Literature DB >> 27026537

Transposed-Letter Priming Across Inflectional Morpheme Boundaries.

Ehsan Shafiee Zargar1, Naoko Witzel2.   

Abstract

This study reports findings from two experiments testing whether a transposed-letter (TL) priming effect can be obtained when the transposition occurs across morphological boundaries. Previous studies have primarily tested derivationally complex words or compound words, but have not examined a more rule-based and productive morphological structure, i.e., inflectionally complex words, using masked priming. Experiment 1 tested TL priming with nonword primes and inflected targets (FOCUSING).

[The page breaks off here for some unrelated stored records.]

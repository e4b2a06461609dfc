// ==========================================
// 测试数据构建器 - 用于集成测试
// ==========================================

use cfp_traceability::domain::types::{
    CfpResponseStatus, CfpType, DqrType, GhgDeclaredUnit, RequestType, TradeTreeStatus,
};
use cfp_traceability::domain::{Cfp, Part, RequestStatus, Trade};
use chrono::NaiveDateTime;
use uuid::Uuid;

/// 解析测试用固定时间戳
pub fn ts(s: &str) -> NaiveDateTime {
    NaiveDateTime::parse_from_str(s, "%Y-%m-%d %H:%M:%S").unwrap()
}

// ==========================================
// Part 构建器
// ==========================================

pub struct PartBuilder {
    trace_id: Uuid,
    operator_id: Uuid,
    plant_id: Uuid,
    parts_name: String,
    support_parts_name: Option<String>,
    terminated_flag: bool,
}

impl PartBuilder {
    pub fn new(parts_name: &str) -> Self {
        Self {
            trace_id: Uuid::nil(), // put_structure 生成
            operator_id: Uuid::new_v4(),
            plant_id: Uuid::new_v4(),
            parts_name: parts_name.to_string(),
            support_parts_name: None,
            terminated_flag: false,
        }
    }

    pub fn trace_id(mut self, trace_id: Uuid) -> Self {
        self.trace_id = trace_id;
        self
    }

    pub fn operator(mut self, operator_id: Uuid) -> Self {
        self.operator_id = operator_id;
        self
    }

    pub fn plant(mut self, plant_id: Uuid) -> Self {
        self.plant_id = plant_id;
        self
    }

    pub fn support_parts_name(mut self, name: &str) -> Self {
        self.support_parts_name = Some(name.to_string());
        self
    }

    pub fn terminated(mut self) -> Self {
        self.terminated_flag = true;
        self
    }

    pub fn build(self) -> Part {
        Part {
            trace_id: self.trace_id,
            operator_id: self.operator_id,
            plant_id: self.plant_id,
            parts_name: self.parts_name,
            support_parts_name: self.support_parts_name,
            terminated_flag: self.terminated_flag,
            amount_required: None,
            amount_required_unit: None,
            parts_label_name: None,
            parts_add_info1: None,
            parts_add_info2: None,
            parts_add_info3: None,
            created_at: ts("2026-01-10 09:00:00"),
            created_user_id: "tester".to_string(),
            updated_at: ts("2026-01-10 09:00:00"),
            updated_user_id: "tester".to_string(),
            deleted_at: None,
        }
    }
}

// ==========================================
// Cfp 构建器
// ==========================================

pub struct CfpBuilder {
    cfp_id: Uuid,
    cfp_type: CfpType,
    trace_id: Uuid,
    ghg_emission: Option<f64>,
    certificates: Vec<String>,
    updated_at: NaiveDateTime,
}

impl CfpBuilder {
    pub fn new(cfp_type: CfpType) -> Self {
        Self {
            cfp_id: Uuid::new_v4(),
            cfp_type,
            trace_id: Uuid::new_v4(),
            ghg_emission: Some(1.2),
            certificates: Vec::new(),
            updated_at: ts("2026-01-10 09:00:00"),
        }
    }

    pub fn cfp_id(mut self, cfp_id: Uuid) -> Self {
        self.cfp_id = cfp_id;
        self
    }

    pub fn trace(mut self, trace_id: Uuid) -> Self {
        self.trace_id = trace_id;
        self
    }

    pub fn emission(mut self, ghg_emission: f64) -> Self {
        self.ghg_emission = Some(ghg_emission);
        self
    }

    pub fn certificates(mut self, urls: &[&str]) -> Self {
        self.certificates = urls.iter().map(|s| s.to_string()).collect();
        self
    }

    pub fn updated_at(mut self, at: &str) -> Self {
        self.updated_at = ts(at);
        self
    }

    pub fn build(self) -> Cfp {
        Cfp {
            cfp_id: self.cfp_id,
            cfp_type: self.cfp_type,
            trace_id: self.trace_id,
            ghg_emission: self.ghg_emission,
            ghg_declared_unit: GhgDeclaredUnit::KgCo2ePerKilogram,
            dqr_type: DqrType::PreProcessing,
            te_r: Some(1.0),
            ge_r: None,
            ti_r: None,
            certificates: self.certificates,
            created_at: ts("2026-01-10 09:00:00"),
            created_user_id: "tester".to_string(),
            updated_at: self.updated_at,
            updated_user_id: "tester".to_string(),
            deleted_at: None,
        }
    }
}

// ==========================================
// Trade / RequestStatus 构建器
// ==========================================

pub struct TradeBuilder {
    trade_id: Uuid,
    downstream_operator_id: Uuid,
    upstream_operator_id: Option<Uuid>,
    downstream_trace_id: Uuid,
    upstream_trace_id: Option<Uuid>,
}

impl TradeBuilder {
    pub fn new(downstream_operator_id: Uuid) -> Self {
        Self {
            trade_id: Uuid::new_v4(),
            downstream_operator_id,
            upstream_operator_id: None,
            downstream_trace_id: Uuid::new_v4(),
            upstream_trace_id: None,
        }
    }

    pub fn upstream(mut self, operator_id: Uuid) -> Self {
        self.upstream_operator_id = Some(operator_id);
        self
    }

    pub fn downstream_trace(mut self, trace_id: Uuid) -> Self {
        self.downstream_trace_id = trace_id;
        self
    }

    pub fn upstream_trace(mut self, trace_id: Uuid) -> Self {
        self.upstream_trace_id = Some(trace_id);
        self
    }

    pub fn build(self) -> Trade {
        Trade {
            trade_id: self.trade_id,
            downstream_operator_id: self.downstream_operator_id,
            downstream_trace_id: self.downstream_trace_id,
            upstream_operator_id: self.upstream_operator_id,
            upstream_trace_id: self.upstream_trace_id,
            trade_date: None,
            created_at: ts("2026-01-10 09:00:00"),
            created_user_id: "tester".to_string(),
            updated_at: ts("2026-01-10 09:00:00"),
            updated_user_id: "tester".to_string(),
            deleted_at: None,
        }
    }
}

pub struct RequestStatusBuilder {
    status_id: Uuid,
    trade_id: Uuid,
    message: Option<String>,
    created_at: NaiveDateTime,
}

impl RequestStatusBuilder {
    pub fn new(trade_id: Uuid) -> Self {
        Self {
            status_id: Uuid::new_v4(),
            trade_id,
            message: None,
            created_at: ts("2026-01-10 09:00:00"),
        }
    }

    pub fn message(mut self, message: &str) -> Self {
        self.message = Some(message.to_string());
        self
    }

    pub fn created_at(mut self, at: &str) -> Self {
        self.created_at = ts(at);
        self
    }

    pub fn build(self) -> RequestStatus {
        RequestStatus {
            status_id: self.status_id,
            trade_id: self.trade_id,
            cfp_response_status: CfpResponseStatus::Pending,
            trade_tree_status: TradeTreeStatus::Unterminated,
            message: self.message,
            reply_message: None,
            request_type: RequestType::Cfp,
            response_due_date: None,
            completed_count: None,
            completed_count_modified_at: None,
            trades_count: None,
            trades_count_modified_at: None,
            created_at: self.created_at,
            created_user_id: "tester".to_string(),
            updated_at: self.created_at,
            updated_user_id: "tester".to_string(),
            deleted_at: None,
        }
    }
}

Nonword primes were formed by transposing letters either within the root morpheme (fcousing) or across two morphemes (focuisng). Experiment 2 used the same nonword primes, but had the root words as targets (FOCUS). Both experiments showed similar TL priming effects for within-morpheme and across-boundary positions, indicating that morphological decomposition takes place only after letter positions in a word have been assigned. This finding provides additional evidence to previous research testing derived and compound words showing TL priming regardless of the position of transposition.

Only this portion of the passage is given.